The Transient Reactor Test (TREAT) Facility is a graphite reactor capable of delivering tailored power histories to unique experiment designs. Frequently, these experiments are designed to simulate a specific reactor transient to perform detailed studies of reactor fuel behavior. The reactor core is uniquely designed to allow a limited energy release and resulting peak fuel cladding temperature such that thermal feedback mechanisms shut the reactor power transient down in a passive manner, thus maximizing the lifetime of the reactor fuel cladding. The reactor is air cooled; however, the cooling system does not serve a safety function. The air cooling is typically used for four main functions: (1) accelerate cooling of the reactor core to ambient temperature post transient operations, (2) remove activated gases from the reactor cavity, (3) perform heat balance for power calibration, and (4) maintain criticality on extended steady-state runs or shaped transients.
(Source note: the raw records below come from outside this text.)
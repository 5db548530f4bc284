//! Performance monitor
//!
//! Samples the event stream from an ordinary listener, so it never gates
//! delivery to anyone else.

use crate::registry::{Subscription, SubscriptionRegistry};
use chrono::Duration;
use std::collections::VecDeque;
use std::sync::{Arc, Mutex};
use tradedesk_core::{ConnectionPhase, SyncEvent, Timestamp};
use tradedesk_ports::Clock;

/// Fixed-capacity ring buffer of latency samples with a running sum
#[derive(Debug, Clone)]
pub struct LatencyWindow {
    samples: VecDeque<f64>,
    sum: f64,
    capacity: usize,
}

impl LatencyWindow {
    pub fn new(capacity: usize) -> Self {
        let capacity = capacity.max(1);
        Self {
            samples: VecDeque::with_capacity(capacity),
            sum: 0.0,
            capacity,
        }
    }

    /// Add a sample, evicting the oldest when full
    pub fn push(&mut self, latency_ms: f64) {
        if self.samples.len() == self.capacity {
            if let Some(oldest) = self.samples.pop_front() {
                self.sum -= oldest;
            }
        }
        self.samples.push_back(latency_ms);
        self.sum += latency_ms;
    }

    /// Mean of the current contents (0 when empty)
    pub fn mean(&self) -> f64 {
        if self.samples.is_empty() {
            0.0
        } else {
            self.sum / self.samples.len() as f64
        }
    }

    pub fn samples(&self) -> Vec<f64> {
        self.samples.iter().copied().collect()
    }

    pub fn len(&self) -> usize {
        self.samples.len()
    }

    pub fn is_empty(&self) -> bool {
        self.samples.is_empty()
    }

    pub fn capacity(&self) -> usize {
        self.capacity
    }

    pub fn clear(&mut self) {
        self.samples.clear();
        self.sum = 0.0;
    }
}

#[derive(Debug, Clone, PartialEq)]
pub struct PerformanceMetrics {
    pub average_latency_ms: f64,
    /// Errors per second since the last transition into `connected`
    pub error_rate: f64,
    pub error_count: u64,
    /// Time connected, as of the last sampled event while connected
    pub uptime: Option<Duration>,
    pub samples: usize,
}

#[derive(Debug)]
struct MonitorState {
    window: LatencyWindow,
    error_count: u64,
    connected_since: Option<Timestamp>,
    phase: ConnectionPhase,
    uptime: Option<Duration>,
}

pub struct PerformanceMonitor {
    clock: Arc<dyn Clock>,
    state: Mutex<MonitorState>,
}

impl PerformanceMonitor {
    pub fn new(clock: Arc<dyn Clock>, window: usize) -> Self {
        Self {
            clock,
            state: Mutex::new(MonitorState {
                window: LatencyWindow::new(window),
                error_count: 0,
                connected_since: None,
                phase: ConnectionPhase::Disconnected,
                uptime: None,
            }),
        }
    }

    /// Register the sampling listener on `registry`
    pub fn attach(self: &Arc<Self>, registry: &SubscriptionRegistry) -> Subscription {
        let monitor = Arc::clone(self);
        registry.register(move |event| monitor.record(event))
    }

    /// Sample one event
    pub fn record(&self, event: &SyncEvent) {
        let now = self.clock.now();
        let mut state = self.state.lock().unwrap_or_else(|e| e.into_inner());

        match event {
            SyncEvent::MarketData(quote) => {
                let elapsed = self.clock.elapsed_since(quote.timestamp);
                let micros = elapsed.num_microseconds().unwrap_or(i64::MAX);
                state.window.push(micros as f64 / 1_000.0);
            }
            SyncEvent::Error(_) => state.error_count += 1,
            SyncEvent::ConnectionStatus(connection) => {
                if connection.phase == ConnectionPhase::Connected
                    && state.phase != ConnectionPhase::Connected
                {
                    state.error_count = 0;
                    state.connected_since = Some(connection.last_connected_at.unwrap_or(now));
                }
                if connection.phase != ConnectionPhase::Connected {
                    state.uptime = None;
                }
                state.phase = connection.phase;
            }
            SyncEvent::PositionUpdate(_) | SyncEvent::OrderUpdate(_) => {}
        }

        if state.phase == ConnectionPhase::Connected {
            state.uptime = state.connected_since.map(|since| now - since);
        }
    }

    pub fn metrics(&self) -> PerformanceMetrics {
        let now = self.clock.now();
        let state = self.state.lock().unwrap_or_else(|e| e.into_inner());

        let elapsed_secs = state
            .connected_since
            .map(|since| (now - since).num_milliseconds() as f64 / 1_000.0)
            .unwrap_or(0.0);

        PerformanceMetrics {
            average_latency_ms: state.window.mean(),
            // At least one second, so a read right after connect stays finite
            error_rate: state.error_count as f64 / elapsed_secs.max(1.0),
            error_count: state.error_count,
            uptime: state.uptime,
            samples: state.window.len(),
        }
    }

    pub fn latency_samples(&self) -> Vec<f64> {
        self.state
            .lock()
            .unwrap_or_else(|e| e.into_inner())
            .window
            .samples()
    }

    pub fn reset(&self) {
        let mut state = self.state.lock().unwrap_or_else(|e| e.into_inner());
        state.window.clear();
        state.error_count = 0;
        state.connected_since = None;
        state.phase = ConnectionPhase::Disconnected;
        state.uptime = None;
    }
}
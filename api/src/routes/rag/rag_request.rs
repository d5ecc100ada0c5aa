use serde::{Deserialize, Serialize};

/// Request payload for `POST /rag`.
#[derive(Debug, Deserialize)]
pub struct RagQueryRequest {
    /// Natural language question.
    pub q: String,
    /// Optional override: number of documents to retrieve (1..=10).
    #[serde(default)]
    pub limit: Option<usize>,
    /// Optional override: similarity floor (0.0..=1.0).
    #[serde(default)]
    pub min_similarity: Option<f32>,
}

/// Error payload for rejected/failed requests. The message is safe to show
/// callers; diagnostics stay in the server log.
#[derive(Debug, Serialize)]
pub struct RagErrorResponse {
    pub error: String,
}
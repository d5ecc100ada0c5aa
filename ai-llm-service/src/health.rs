//! Health probes for the Ollama backend.
//!
//! A probe is a `GET {endpoint}/api/tags` with a best-effort check that the
//! configured model is present in the tag list. [`probe`] never returns an
//! error: failures are folded into the snapshot (`ok = false`) so it can
//! back a `/health` endpoint directly.

use std::time::{Duration, Instant};

use serde::{Deserialize, Serialize};
use tracing::warn;

use crate::config::ModelConfig;

/// Serializable health snapshot for one model config.
#[derive(Debug, Clone, Serialize)]
pub struct HealthStatus {
    /// Target endpoint base URL.
    pub endpoint: String,
    /// Model the config points at.
    pub model: String,
    /// Whether the backend answered and the model looked available.
    pub ok: bool,
    /// Round-trip latency of the probe.
    pub latency_ms: u128,
    /// Failure detail when `ok` is false.
    #[serde(skip_serializing_if = "Option::is_none")]
    pub detail: Option<String>,
}

#[derive(Debug, Deserialize)]
struct TagsResponse {
    #[serde(default)]
    models: Vec<TagModel>,
}

#[derive(Debug, Deserialize)]
struct TagModel {
    name: String,
}

/// Probes one Ollama config. Infallible by design: errors become `ok = false`.
pub async fn probe(cfg: &ModelConfig) -> HealthStatus {
    let started = Instant::now();
    let detail = match try_probe(cfg).await {
        Ok(()) => None,
        Err(detail) => {
            warn!(endpoint = %cfg.endpoint, model = %cfg.model, %detail, "health probe failed");
            Some(detail)
        }
    };

    HealthStatus {
        endpoint: cfg.endpoint.clone(),
        model: cfg.model.clone(),
        ok: detail.is_none(),
        latency_ms: started.elapsed().as_millis(),
        detail,
    }
}

async fn try_probe(cfg: &ModelConfig) -> Result<(), String> {
    let url = format!("{}/api/tags", cfg.endpoint.trim_end_matches('/'));
    let client = reqwest::Client::builder()
        .timeout(Duration::from_secs(cfg.timeout_secs.unwrap_or(10)))
        .build()
        .map_err(|e| format!("http client build: {e}"))?;

    let resp = client
        .get(&url)
        .send()
        .await
        .map_err(|e| format!("GET {url}: {e}"))?;

    if !resp.status().is_success() {
        return Err(format!("GET {url}: HTTP {}", resp.status()));
    }

    let tags: TagsResponse = resp
        .json()
        .await
        .map_err(|e| format!("parse tags response: {e}"))?;

    // Tag names may carry a ":latest" suffix the config omits.
    let wanted = cfg.model.as_str();
    let present = tags
        .models
        .iter()
        .any(|m| m.name == wanted || m.name.strip_suffix(":latest") == Some(wanted));

    if present {
        Ok(())
    } else {
        Err(format!("model '{wanted}' not found in tag list"))
    }
}
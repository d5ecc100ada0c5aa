//! Qdrant-backed vector store: one point per document, idempotent upserts,
//! and floor-filtered nearest-neighbor search with deterministic ordering.
//!
//! The collection is created with cosine distance, so Qdrant's score *is*
//! the cosine similarity and `score_threshold` implements the similarity
//! floor directly. Equal-score ordering is unspecified at the server, so
//! results are re-sorted client-side with an id tie-break before they are
//! returned.
//!
//! This module does not compose embedding text or call the embedding
//! backend; it is store I/O only.

use std::collections::HashSet;
use std::{future::Future, pin::Pin};

use chrono::{DateTime, Utc};
use qdrant_client::qdrant::{
    CreateCollectionBuilder, DeletePointsBuilder, Distance, PointStruct, PointsIdsList,
    ScrollPointsBuilder, SearchPointsBuilder, UpsertPointsBuilder, VectorParamsBuilder,
    point_id::PointIdOptions,
};
use qdrant_client::{Payload, Qdrant};
use serde::{Deserialize, Serialize};
use serde_json::json;
use tracing::{debug, info, warn};

use crate::config::IndexConfig;
use crate::errors::IndexError;

/// Payload stored alongside a document's vector.
///
/// `synced_at` is the explicit staleness marker: it records when the
/// embedding was computed from the document content, so a reconciliation
/// job can reason about gaps without reading the primary store.
#[derive(Debug, Clone, Serialize, Deserialize)]
pub struct DocumentRecord {
    pub id: u64,
    pub title: String,
    /// Clamped body preview used for prompt context and list views.
    pub preview: String,
    pub category: Option<String>,
    pub synced_at: DateTime<Utc>,
}

/// A single similarity hit (ranked).
#[derive(Debug, Clone, Serialize, Deserialize)]
pub struct ScoredDocument {
    pub id: u64,
    pub title: String,
    pub preview: String,
    pub similarity: f32,
}

/// Write half of the store, as seen by the embedding synchronizer.
pub trait EmbeddingStore: Send + Sync {
    /// Replace the stored vector (and payload) for a document. Idempotent.
    fn write_embedding<'a>(
        &'a self,
        record: &'a DocumentRecord,
        vector: Vec<f32>,
    ) -> Pin<Box<dyn Future<Output = Result<(), IndexError>> + Send + 'a>>;

    /// Ids of all documents that currently have a stored embedding.
    fn embedded_ids<'a>(
        &'a self,
    ) -> Pin<Box<dyn Future<Output = Result<HashSet<u64>, IndexError>> + Send + 'a>>;
}

/// Read half of the store, as seen by the retrieval pipeline.
pub trait SimilaritySearch: Send + Sync {
    /// At most `k` documents with similarity >= `min_similarity`, ordered by
    /// similarity descending, ties broken by ascending id. Zero qualifying
    /// documents is an empty vec, not an error.
    fn search_nearest<'a>(
        &'a self,
        query_vector: &'a [f32],
        k: usize,
        min_similarity: f32,
    ) -> Pin<Box<dyn Future<Output = Result<Vec<ScoredDocument>, IndexError>> + Send + 'a>>;
}

/// Vector store bound to one Qdrant collection.
pub struct VectorStore {
    client: Qdrant,
    collection: String,
    dim: usize,
}

const SCROLL_PAGE: u32 = 1024;

impl VectorStore {
    /// Establish a gRPC connection to Qdrant. Does not touch collections.
    ///
    /// # Errors
    /// [`IndexError::StoreUnavailable`] if the client cannot be constructed.
    pub fn connect(cfg: &IndexConfig) -> Result<Self, IndexError> {
        let client = Qdrant::from_url(&cfg.qdrant_url)
            .build()
            .map_err(|e| IndexError::StoreUnavailable(format!("client build: {e}")))?;

        Ok(Self {
            client,
            collection: cfg.collection.clone(),
            dim: cfg.dim,
        })
    }

    /// Ensure the collection exists, creating it with cosine distance and
    /// the configured dimension when missing. Existing collections are left
    /// untouched, so embeddings survive restarts.
    pub async fn ensure_collection(&self) -> Result<(), IndexError> {
        match self.client.collection_info(&self.collection).await {
            Ok(_) => {
                debug!(collection = %self.collection, "collection already exists");
                return Ok(());
            }
            Err(err) => {
                warn!(
                    collection = %self.collection,
                    error = %err,
                    "collection not found, will be created"
                );
            }
        }

        self.client
            .create_collection(
                CreateCollectionBuilder::new(&self.collection).vectors_config(
                    VectorParamsBuilder::new(self.dim as u64, Distance::Cosine),
                ),
            )
            .await
            .map_err(|e| IndexError::StoreUnavailable(format!("create_collection: {e}")))?;

        info!(collection = %self.collection, dim = self.dim, "collection created");
        Ok(())
    }

    /// Upsert one document's vector and payload, keyed by document id.
    ///
    /// # Errors
    /// - [`IndexError::VectorSizeMismatch`] if the vector length is wrong.
    /// - [`IndexError::StoreUnavailable`] on transport/server errors.
    pub async fn write_embedding(
        &self,
        record: &DocumentRecord,
        vector: Vec<f32>,
    ) -> Result<(), IndexError> {
        if vector.len() != self.dim {
            return Err(IndexError::VectorSizeMismatch {
                got: vector.len(),
                want: self.dim,
            });
        }

        let payload: Payload = record_payload_json(record)
            .try_into()
            .map_err(|e| IndexError::StoreUnavailable(format!("payload convert: {e}")))?;

        let point = PointStruct::new(record.id, vector, payload);

        self.client
            .upsert_points(UpsertPointsBuilder::new(&self.collection, vec![point]))
            .await
            .map_err(|e| IndexError::StoreUnavailable(format!("upsert_points: {e}")))?;

        debug!(document_id = record.id, "embedding written");
        Ok(())
    }

    /// Remove a document's point. Part of the document delete lifecycle;
    /// deleting an absent point is a no-op.
    pub async fn delete_embedding(&self, id: u64) -> Result<(), IndexError> {
        self.client
            .delete_points(
                DeletePointsBuilder::new(&self.collection)
                    .points(PointsIdsList {
                        ids: vec![id.into()],
                    })
                    .wait(true),
            )
            .await
            .map_err(|e| IndexError::StoreUnavailable(format!("delete_points: {e}")))?;

        debug!(document_id = id, "embedding deleted");
        Ok(())
    }

    /// Run k-NN search and map hits to [`ScoredDocument`]s.
    ///
    /// # Errors
    /// - [`IndexError::VectorSizeMismatch`] for a wrong query dimension.
    /// - [`IndexError::StoreUnavailable`] on transport/server errors.
    pub async fn search_nearest(
        &self,
        query_vector: &[f32],
        k: usize,
        min_similarity: f32,
    ) -> Result<Vec<ScoredDocument>, IndexError> {
        if query_vector.len() != self.dim {
            return Err(IndexError::VectorSizeMismatch {
                got: query_vector.len(),
                want: self.dim,
            });
        }

        let builder =
            SearchPointsBuilder::new(&self.collection, query_vector.to_vec(), k as u64)
                .with_payload(true)
                .score_threshold(min_similarity);

        let resp = self
            .client
            .search_points(builder)
            .await
            .map_err(|e| IndexError::StoreUnavailable(format!("search_points: {e}")))?;

        let mut hits: Vec<ScoredDocument> = resp
            .result
            .into_iter()
            .filter_map(map_scored_point)
            .collect();

        rank_hits(&mut hits);

        debug!(hits = hits.len(), "search completed");
        Ok(hits)
    }

    /// Collect the ids of all stored points (ids only, paged scroll).
    pub async fn embedded_ids(&self) -> Result<HashSet<u64>, IndexError> {
        let mut out = HashSet::new();
        let mut offset = None;

        loop {
            let mut builder = ScrollPointsBuilder::new(&self.collection)
                .limit(SCROLL_PAGE)
                .with_payload(false)
                .with_vectors(false);
            if let Some(o) = offset.take() {
                builder = builder.offset(o);
            }

            let resp = self
                .client
                .scroll(builder)
                .await
                .map_err(|e| IndexError::StoreUnavailable(format!("scroll: {e}")))?;

            for point in resp.result {
                if let Some(PointIdOptions::Num(n)) =
                    point.id.and_then(|pid| pid.point_id_options)
                {
                    out.insert(n);
                }
            }

            match resp.next_page_offset {
                Some(next) => offset = Some(next),
                None => break,
            }
        }

        Ok(out)
    }
}

impl EmbeddingStore for VectorStore {
    fn write_embedding<'a>(
        &'a self,
        record: &'a DocumentRecord,
        vector: Vec<f32>,
    ) -> Pin<Box<dyn Future<Output = Result<(), IndexError>> + Send + 'a>> {
        Box::pin(VectorStore::write_embedding(self, record, vector))
    }

    fn embedded_ids<'a>(
        &'a self,
    ) -> Pin<Box<dyn Future<Output = Result<HashSet<u64>, IndexError>> + Send + 'a>> {
        Box::pin(VectorStore::embedded_ids(self))
    }
}

impl SimilaritySearch for VectorStore {
    fn search_nearest<'a>(
        &'a self,
        query_vector: &'a [f32],
        k: usize,
        min_similarity: f32,
    ) -> Pin<Box<dyn Future<Output = Result<Vec<ScoredDocument>, IndexError>> + Send + 'a>> {
        Box::pin(VectorStore::search_nearest(
            self,
            query_vector,
            k,
            min_similarity,
        ))
    }
}

/// Serialize the payload written next to the vector.
fn record_payload_json(record: &DocumentRecord) -> serde_json::Value {
    json!({
        "title": record.title,
        "preview": record.preview,
        "category": record.category,
        "synced_at": record.synced_at.to_rfc3339(),
    })
}

/// Map a Qdrant `ScoredPoint` into a [`ScoredDocument`], best-effort on the
/// payload. Points without a numeric id are skipped; every write in this
/// store keys points by document id.
fn map_scored_point(sp: qdrant_client::qdrant::ScoredPoint) -> Option<ScoredDocument> {
    let id = match sp.id.and_then(|pid| pid.point_id_options) {
        Some(PointIdOptions::Num(n)) => n,
        other => {
            warn!(?other, "skipping point with non-numeric id");
            return None;
        }
    };

    let mut title = String::new();
    let mut preview = String::new();

    if let Some(v) = sp.payload.get("title") {
        if let Some(s) = v.clone().into_json().as_str() {
            title = s.to_owned();
        }
    }
    if let Some(v) = sp.payload.get("preview") {
        if let Some(s) = v.clone().into_json().as_str() {
            preview = s.to_owned();
        }
    }

    Some(ScoredDocument {
        id,
        title,
        preview,
        similarity: sp.score,
    })
}

/// Deterministic ranking: similarity descending, ties broken by ascending
/// document id. Non-comparable scores (NaN) fall through to the id order.
pub fn rank_hits(hits: &mut [ScoredDocument]) {
    hits.sort_by(|a, b| {
        b.similarity
            .partial_cmp(&a.similarity)
            .unwrap_or(std::cmp::Ordering::Equal)
            .then_with(|| a.id.cmp(&b.id))
    });
}

#[cfg(test)]
mod tests {
    use super::*;

    fn hit(id: u64, similarity: f32) -> ScoredDocument {
        ScoredDocument {
            id,
            title: format!("doc {id}"),
            preview: String::new(),
            similarity,
        }
    }

    #[test]
    fn ranking_is_similarity_descending() {
        let mut hits = vec![hit(1, 0.3), hit(2, 0.9), hit(3, 0.6)];
        rank_hits(&mut hits);
        let ids: Vec<u64> = hits.iter().map(|h| h.id).collect();
        assert_eq!(ids, [2, 3, 1]);
    }

    #[test]
    fn ties_break_by_ascending_id() {
        let mut hits = vec![hit(9, 0.5), hit(2, 0.5), hit(5, 0.5), hit(1, 0.7)];
        rank_hits(&mut hits);
        let ids: Vec<u64> = hits.iter().map(|h| h.id).collect();
        assert_eq!(ids, [1, 2, 5, 9]);
    }

    #[test]
    fn payload_keeps_absent_category_as_null() {
        let record = DocumentRecord {
            id: 7,
            title: "Backups".into(),
            preview: "Use snapshots.".into(),
            category: None,
            synced_at: Utc::now(),
        };
        let v = record_payload_json(&record);
        assert!(v["category"].is_null());
        assert_eq!(v["title"], "Backups");
        assert!(v["synced_at"].as_str().is_some());
    }
}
With the restart of the reactor, these systems are now fully operational and have been exercised during the past year for the first time in more than 20 years. This paper summarizes the thermal properties of the core and the thermal-hydraulic design of the TREAT Facility and presents selected results of temperature profiles resulting from operation. Conservatively estimated maximum transient energy and steady-state power is provided.